The researchers said they focused on long bone fractures because they are common among children and very painful.

Sills, associate professor of pediatrics at the CU School of Medicine, led a study of 1,229 patients treated in the ED of an academic children’s hospital over a year-long period.

She found that patients were 4% to 47% less likely to receive timely care, depending on the specific quality measure, and 3% to 17% percent less likely to receive effective care when crowding was at the 90th rather than the 10th percentile.

Five previous studies have shown that crowded EDs lead to lower levels of pain control among adult patients. But this was the first time researchers investigated the impact of crowding on children with fracture-related pain.
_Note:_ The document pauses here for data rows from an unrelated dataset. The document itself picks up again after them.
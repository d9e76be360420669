//! A* search on an 8-connected navigability grid.
//!
//! - Orthogonal steps cost 1.0, diagonal steps 1.4
//! - Manhattan distance heuristic
//! - Optional expansion cap and wall-clock deadline

mod planner;
mod types;

pub use planner::AStarPlanner;
pub use types::{
    DIAGONAL_COST, ORTHOGONAL_COST, PathProvenance, PathResult, SearchBudget, SearchOutcome,
    path_cost,
};

use crate::core::PixelCoord;
use crate::grid::NavigabilityGrid;

/// Quick path finding without a search budget
pub fn find_path(grid: &NavigabilityGrid, start: PixelCoord, goal: PixelCoord) -> PathResult {
    AStarPlanner::unbounded(grid).find_path(start, goal)
}
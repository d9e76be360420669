//! Color-classification strategy for RGB imagery.
//!
//! Each pixel is classified on its own:
//!
//! ```text
//! blue_ratio = b / ((r + g) / 2 + 1e-6)
//! water      = blue_ratio >= blue_ratio_threshold && b >= blue_min
//! ice        = r >= ice_brightness && g >= ice_brightness && b >= ice_brightness
//! ```
//!
//! Only water feeds the grid. One cell per pixel, row 0 is the top image row,
//! and the grid transform is the raster's own georeference.

use image::RgbImage;
use log::info;

use crate::error::{Result, RouteError};
use crate::io::GeoRaster;

use super::strategy::NavigabilityStrategy;
use super::NavigabilityGrid;

/// Color classification thresholds.
#[derive(Clone, Debug, PartialEq)]
pub struct ColorThresholds {
    /// Minimum blue / mean(red, green) ratio for water.
    pub blue_ratio: f32,
    /// Minimum absolute blue value for water.
    pub blue_min: u8,
    /// Minimum value of every channel for ice.
    pub ice_brightness: u8,
}

impl Default for ColorThresholds {
    fn default() -> Self {
        Self {
            blue_ratio: 1.2,
            blue_min: 80,
            ice_brightness: 220,
        }
    }
}

/// Classification of a single pixel.
#[derive(Clone, Copy, Debug, Default, PartialEq, Eq)]
pub struct PixelClass {
    pub water: bool,
    pub ice: bool,
}

/// Classify one RGB pixel.
#[inline]
pub fn classify_pixel(rgb: [u8; 3], thresholds: &ColorThresholds) -> PixelClass {
    let [r, g, b] = rgb;
    let (rf, gf, bf) = (r as f32, g as f32, b as f32);
    let blue_ratio = bf / ((rf + gf) / 2.0 + 1e-6);
    PixelClass {
        water: blue_ratio >= thresholds.blue_ratio && b >= thresholds.blue_min,
        ice: r >= thresholds.ice_brightness
            && g >= thresholds.ice_brightness
            && b >= thresholds.ice_brightness,
    }
}

/// Row-major water and ice masks of an image.
#[derive(Clone, Debug)]
pub struct ClassifiedPixels {
    pub height: usize,
    pub width: usize,
    pub water: Vec<bool>,
    pub ice: Vec<bool>,
}

impl ClassifiedPixels {
    /// Fraction of pixels classified as water.
    pub fn water_fraction(&self) -> f64 {
        fraction(&self.water)
    }

    /// Fraction of pixels classified as ice.
    pub fn ice_fraction(&self) -> f64 {
        fraction(&self.ice)
    }
}

fn fraction(mask: &[bool]) -> f64 {
    if mask.is_empty() {
        0.0
    } else {
        mask.iter().filter(|&&m| m).count() as f64 / mask.len() as f64
    }
}

/// Classify every pixel of an image.
pub fn classify_pixels(image: &RgbImage, thresholds: &ColorThresholds) -> ClassifiedPixels {
    let n = image.width() as usize * image.height() as usize;
    let mut water = Vec::with_capacity(n);
    let mut ice = Vec::with_capacity(n);
    // `pixels()` walks row-major, matching the grid layout
    for px in image.pixels() {
        let class = classify_pixel(px.0, thresholds);
        water.push(class.water);
        ice.push(class.ice);
    }
    ClassifiedPixels {
        height: image.height() as usize,
        width: image.width() as usize,
        water,
        ice,
    }
}

/// Raster grid builder: open water is traversable.
#[derive(Clone, Debug, Default)]
pub struct ColorClassificationStrategy {
    thresholds: ColorThresholds,
}

impl ColorClassificationStrategy {
    /// Create a strategy with the given thresholds.
    pub fn new(thresholds: ColorThresholds) -> Self {
        Self { thresholds }
    }

    /// Classification thresholds.
    pub fn thresholds(&self) -> &ColorThresholds {
        &self.thresholds
    }
}

impl NavigabilityStrategy for ColorClassificationStrategy {
    type Input = GeoRaster;

    fn name(&self) -> &'static str {
        "color-classification"
    }

    fn build(&self, raster: &GeoRaster) -> Result<NavigabilityGrid> {
        if raster.height() == 0 || raster.width() == 0 {
            return Err(RouteError::input("raster has zero size"));
        }
        let transform = raster.transform()?;
        let classes = classify_pixels(&raster.image, &self.thresholds);

        let cells = classes
            .water
            .iter()
            .map(|&w| {
                if w {
                    NavigabilityGrid::TRAVERSABLE
                } else {
                    NavigabilityGrid::OBSTACLE
                }
            })
            .collect();
        let grid = NavigabilityGrid::from_cells(cells, transform.into())?;

        info!(
            "[GridBuilder] {}: {}x{} raster, water {:.1}%, ice {:.1}%",
            self.name(),
            grid.height(),
            grid.width(),
            classes.water_fraction() * 100.0,
            classes.ice_fraction() * 100.0
        );
        Ok(grid)
    }
}
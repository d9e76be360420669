//! Shipping corridor configuration section.

use std::path::PathBuf;

use serde::{Deserialize, Serialize};

use crate::projection::Crs;

use super::defaults;

/// Corridor settings section
#[derive(Clone, Debug, Serialize, Deserialize)]
pub struct CorridorSection {
    /// GeoJSON file with the reference geometries (no corridor when unset)
    #[serde(default)]
    pub source: Option<PathBuf>,

    /// CRS of the source file, unless it declares one
    #[serde(default = "defaults::source_crs")]
    pub source_crs: Crs,

    /// Planar CRS the buffer is applied in
    #[serde(default = "defaults::working_crs")]
    pub working_crs: Crs,

    /// Buffer distance in working CRS units
    #[serde(default = "defaults::buffer_distance")]
    pub buffer_distance: f64,

    /// Block grid cells outside the corridor before searching
    #[serde(default)]
    pub restrict_grid: bool,
}

impl Default for CorridorSection {
    fn default() -> Self {
        Self {
            source: None,
            source_crs: defaults::source_crs(),
            working_crs: defaults::working_crs(),
            buffer_distance: defaults::buffer_distance(),
            restrict_grid: false,
        }
    }
}
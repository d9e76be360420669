//! GeoJSON wire types.
//!
//! Only the subset the planner consumes and produces: features with the
//! seven standard geometry types, optional properties, and the legacy
//! named `crs` member used by corridor files. Positions keep the first two
//! ordinates; altitude is dropped.

use geo::{Coord, LineString, MultiLineString, MultiPoint, MultiPolygon, Point, Polygon};
use serde::{Deserialize, Serialize};
use serde_json::{Map, Value};

use crate::core::GeoPoint;
use crate::error::{Result, RouteError};
use crate::projection::Crs;

/// A GeoJSON position (x/longitude, y/latitude).
#[derive(Clone, Copy, Debug, PartialEq, Serialize, Deserialize)]
#[serde(try_from = "Vec<f64>", into = "Vec<f64>")]
pub struct Position {
    pub x: f64,
    pub y: f64,
}

impl Position {
    pub fn new(x: f64, y: f64) -> Self {
        Self { x, y }
    }
}

impl TryFrom<Vec<f64>> for Position {
    type Error = String;

    fn try_from(v: Vec<f64>) -> std::result::Result<Self, Self::Error> {
        if v.len() < 2 {
            return Err(format!(
                "position needs at least 2 ordinates, got {}",
                v.len()
            ));
        }
        if !v[0].is_finite() || !v[1].is_finite() {
            return Err(format!("position has non-finite ordinates: {v:?}"));
        }
        Ok(Self { x: v[0], y: v[1] })
    }
}

impl From<Position> for Vec<f64> {
    fn from(p: Position) -> Self {
        vec![p.x, p.y]
    }
}

impl From<GeoPoint> for Position {
    fn from(g: GeoPoint) -> Self {
        Self { x: g.lon, y: g.lat }
    }
}

impl From<Position> for Coord<f64> {
    fn from(p: Position) -> Self {
        Coord { x: p.x, y: p.y }
    }
}

/// GeoJSON geometry object.
#[derive(Clone, Debug, PartialEq, Serialize, Deserialize)]
#[serde(tag = "type")]
pub enum Geometry {
    Point { coordinates: Position },
    MultiPoint { coordinates: Vec<Position> },
    LineString { coordinates: Vec<Position> },
    MultiLineString { coordinates: Vec<Vec<Position>> },
    Polygon { coordinates: Vec<Vec<Position>> },
    MultiPolygon { coordinates: Vec<Vec<Vec<Position>>> },
    GeometryCollection { geometries: Vec<Geometry> },
}

fn line(coords: &[Position]) -> LineString<f64> {
    LineString::new(coords.iter().map(|&p| p.into()).collect())
}

fn polygon(rings: &[Vec<Position>]) -> Result<Polygon<f64>> {
    let (exterior, interiors) = rings
        .split_first()
        .ok_or_else(|| RouteError::input("polygon has no rings"))?;
    if exterior.len() < 3 {
        return Err(RouteError::input(format!(
            "polygon exterior ring needs at least 3 positions, got {}",
            exterior.len()
        )));
    }
    Ok(Polygon::new(
        line(exterior),
        interiors.iter().map(|r| line(r)).collect(),
    ))
}

impl Geometry {
    /// LineString geometry through a sequence of geographic points.
    pub fn line_string(points: &[GeoPoint]) -> Self {
        Geometry::LineString {
            coordinates: points.iter().map(|&g| g.into()).collect(),
        }
    }

    /// GeoJSON `type` name.
    pub fn type_name(&self) -> &'static str {
        match self {
            Geometry::Point { .. } => "Point",
            Geometry::MultiPoint { .. } => "MultiPoint",
            Geometry::LineString { .. } => "LineString",
            Geometry::MultiLineString { .. } => "MultiLineString",
            Geometry::Polygon { .. } => "Polygon",
            Geometry::MultiPolygon { .. } => "MultiPolygon",
            Geometry::GeometryCollection { .. } => "GeometryCollection",
        }
    }

    /// Convert to a `geo` geometry.
    ///
    /// Empty line strings and polygons without an exterior ring are rejected.
    pub fn to_geo(&self) -> Result<geo::Geometry<f64>> {
        let geometry = match self {
            Geometry::Point { coordinates } => {
                geo::Geometry::Point(Point::new(coordinates.x, coordinates.y))
            }
            Geometry::MultiPoint { coordinates } => {
                if coordinates.is_empty() {
                    return Err(RouteError::input("empty MultiPoint"));
                }
                geo::Geometry::MultiPoint(MultiPoint::new(
                    coordinates.iter().map(|p| Point::new(p.x, p.y)).collect(),
                ))
            }
            Geometry::LineString { coordinates } => {
                if coordinates.len() < 2 {
                    return Err(RouteError::input(format!(
                        "LineString needs at least 2 positions, got {}",
                        coordinates.len()
                    )));
                }
                geo::Geometry::LineString(line(coordinates))
            }
            Geometry::MultiLineString { coordinates } => {
                if coordinates.is_empty() || coordinates.iter().any(|l| l.len() < 2) {
                    return Err(RouteError::input(
                        "MultiLineString parts need at least 2 positions each",
                    ));
                }
                geo::Geometry::MultiLineString(MultiLineString::new(
                    coordinates.iter().map(|l| line(l)).collect(),
                ))
            }
            Geometry::Polygon { coordinates } => geo::Geometry::Polygon(polygon(coordinates)?),
            Geometry::MultiPolygon { coordinates } => {
                if coordinates.is_empty() {
                    return Err(RouteError::input("empty MultiPolygon"));
                }
                geo::Geometry::MultiPolygon(MultiPolygon::new(
                    coordinates
                        .iter()
                        .map(|rings| polygon(rings))
                        .collect::<Result<Vec<_>>>()?,
                ))
            }
            Geometry::GeometryCollection { geometries } => {
                if geometries.is_empty() {
                    return Err(RouteError::input("empty GeometryCollection"));
                }
                geo::Geometry::GeometryCollection(geo::GeometryCollection(
                    geometries
                        .iter()
                        .map(Geometry::to_geo)
                        .collect::<Result<Vec<_>>>()?,
                ))
            }
        };
        Ok(geometry)
    }
}

/// GeoJSON feature.
#[derive(Clone, Debug, PartialEq, Serialize, Deserialize)]
#[serde(tag = "type", rename = "Feature")]
pub struct Feature {
    pub geometry: Option<Geometry>,
    #[serde(default)]
    pub properties: Option<Map<String, Value>>,
    #[serde(default, skip_serializing_if = "Option::is_none")]
    pub id: Option<Value>,
}

impl Feature {
    /// Feature with a geometry and properties.
    pub fn new(geometry: Geometry, properties: Map<String, Value>) -> Self {
        Self {
            geometry: Some(geometry),
            properties: Some(properties),
            id: None,
        }
    }
}

/// GeoJSON feature collection.
#[derive(Clone, Debug, Default, PartialEq, Serialize, Deserialize)]
#[serde(tag = "type", rename = "FeatureCollection")]
pub struct FeatureCollection {
    pub features: Vec<Feature>,
    /// Legacy named CRS member (`{"type": "name", "properties": {"name": ...}}`).
    #[serde(default, skip_serializing_if = "Option::is_none")]
    pub crs: Option<Value>,
}

impl FeatureCollection {
    /// Collection holding the given features.
    pub fn new(features: Vec<Feature>) -> Self {
        Self {
            features,
            crs: None,
        }
    }

    /// Parse from a JSON string.
    pub fn from_json(json: &str) -> Result<Self> {
        Ok(serde_json::from_str(json)?)
    }

    /// Number of features.
    pub fn len(&self) -> usize {
        self.features.len()
    }

    /// True when there are no features.
    pub fn is_empty(&self) -> bool {
        self.features.is_empty()
    }

    /// CRS declared by the legacy `crs` member, if any.
    pub fn declared_crs(&self) -> Result<Option<Crs>> {
        let Some(crs) = &self.crs else {
            return Ok(None);
        };
        let name = crs
            .get("properties")
            .and_then(|p| p.get("name"))
            .and_then(Value::as_str)
            .ok_or_else(|| RouteError::input("crs member has no properties.name"))?;
        Ok(Some(name.parse()?))
    }

    /// Convert every feature geometry to `geo`, failing on missing or malformed geometry.
    pub fn geometries(&self) -> Result<Vec<geo::Geometry<f64>>> {
        self.features
            .iter()
            .enumerate()
            .map(|(i, f)| {
                f.geometry
                    .as_ref()
                    .ok_or_else(|| RouteError::input(format!("feature {i} has no geometry")))?
                    .to_geo()
                    .map_err(|e| match e {
                        RouteError::Input(msg) => RouteError::Input(format!("feature {i}: {msg}")),
                        other => other,
                    })
            })
            .collect()
    }
}

#[cfg(test)]
mod tests {
    use super::*;

    #[test]
    fn test_parse_point_collection() {
        let json = r#"{
            "type": "FeatureCollection",
            "features": [
                {"type": "Feature", "geometry": {"type": "Point", "coordinates": [1.0, 2.0, 30.0]}, "properties": {"kind": "floe"}},
                {"type": "Feature", "geometry": {"type": "Point", "coordinates": [3.5, 4.5]}, "properties": null}
            ]
        }"#;
        let fc = FeatureCollection::from_json(json).unwrap();
        assert_eq!(fc.len(), 2);
        let geoms = fc.geometries().unwrap();
        assert_eq!(geoms[0], geo::Geometry::Point(Point::new(1.0, 2.0)));
    }

    #[test]
    fn test_polygon_to_geo() {
        let g = Geometry::Polygon {
            coordinates: vec![vec![
                Position::new(0.0, 0.0),
                Position::new(2.0, 0.0),
                Position::new(2.0, 2.0),
                Position::new(0.0, 0.0),
            ]],
        };
        match g.to_geo().unwrap() {
            geo::Geometry::Polygon(p) => assert_eq!(p.exterior().0.len(), 4),
            other => panic!("unexpected geometry {other:?}"),
        }
    }

    #[test]
    fn test_bad_position_is_input_error() {
        let json = r#"{"type": "FeatureCollection", "features": [
            {"type": "Feature", "geometry": {"type": "Point", "coordinates": [1.0]}, "properties": {}}
        ]}"#;
        let err = FeatureCollection::from_json(json).unwrap_err();
        assert!(err.is_client_error());
    }

    #[test]
    fn test_missing_geometry_reported() {
        let fc = FeatureCollection::new(vec![Feature {
            geometry: None,
            properties: None,
            id: None,
        }]);
        let err = fc.geometries().unwrap_err();
        assert!(err.to_string().contains("feature 0"));
    }

    #[test]
    fn test_declared_crs() {
        let json = r#"{"type": "FeatureCollection", "features": [],
            "crs": {"type": "name", "properties": {"name": "urn:ogc:def:crs:EPSG::3413"}}}"#;
        let fc = FeatureCollection::from_json(json).unwrap();
        assert_eq!(fc.declared_crs().unwrap().unwrap().epsg(), Some(3413));
        assert!(FeatureCollection::default().declared_crs().unwrap().is_none());
    }

    #[test]
    fn test_line_string_serializes_as_geojson() {
        let g = Geometry::line_string(&[GeoPoint::new(1.0, 2.0), GeoPoint::new(3.0, 4.0)]);
        let v = serde_json::to_value(&g).unwrap();
        assert_eq!(v["type"], "LineString");
        assert_eq!(v["coordinates"], serde_json::json!([[1.0, 2.0], [3.0, 4.0]]));
    }
}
“We found that crowding can lower the likelihood of timely treatment by as much as 47% and raise the likelihood of non-treatment by as much as 17%,” Sills said in a news release. “The relationship between emergency department crowding and pain treatment is not unexpected. When the emergency department gets busier, staff may be less responsive to the needs of individual patients, and as a result, patients have a higher likelihood of non-treatment and delays in treatment.”

Sills did not study the reasons behind the association for the article, which appears in the December issue of Academic Emergency Medicine, but noted one possible issue is the deployment of hospital staff. In some settings, hospital policy permits nurses to administer analgesia to patients meeting specific criteria. But in some EDs, only doctors can authorize the use of potent opioids for pain.

“The expensive way to mitigate crowding is to hire more staff,” Sills said. “Another way is to leverage the staff you have. Institutions can use techniques like protocols for pain management with standing orders for nurses, and computer- or phone-based alerts to call attention to under-treated pain.”

Another idea is to create incentives for patients to seek care at their own doctor’s office, Sills said, citing better compensation for primary care and disincentives for non-emergency use of EDs as examples.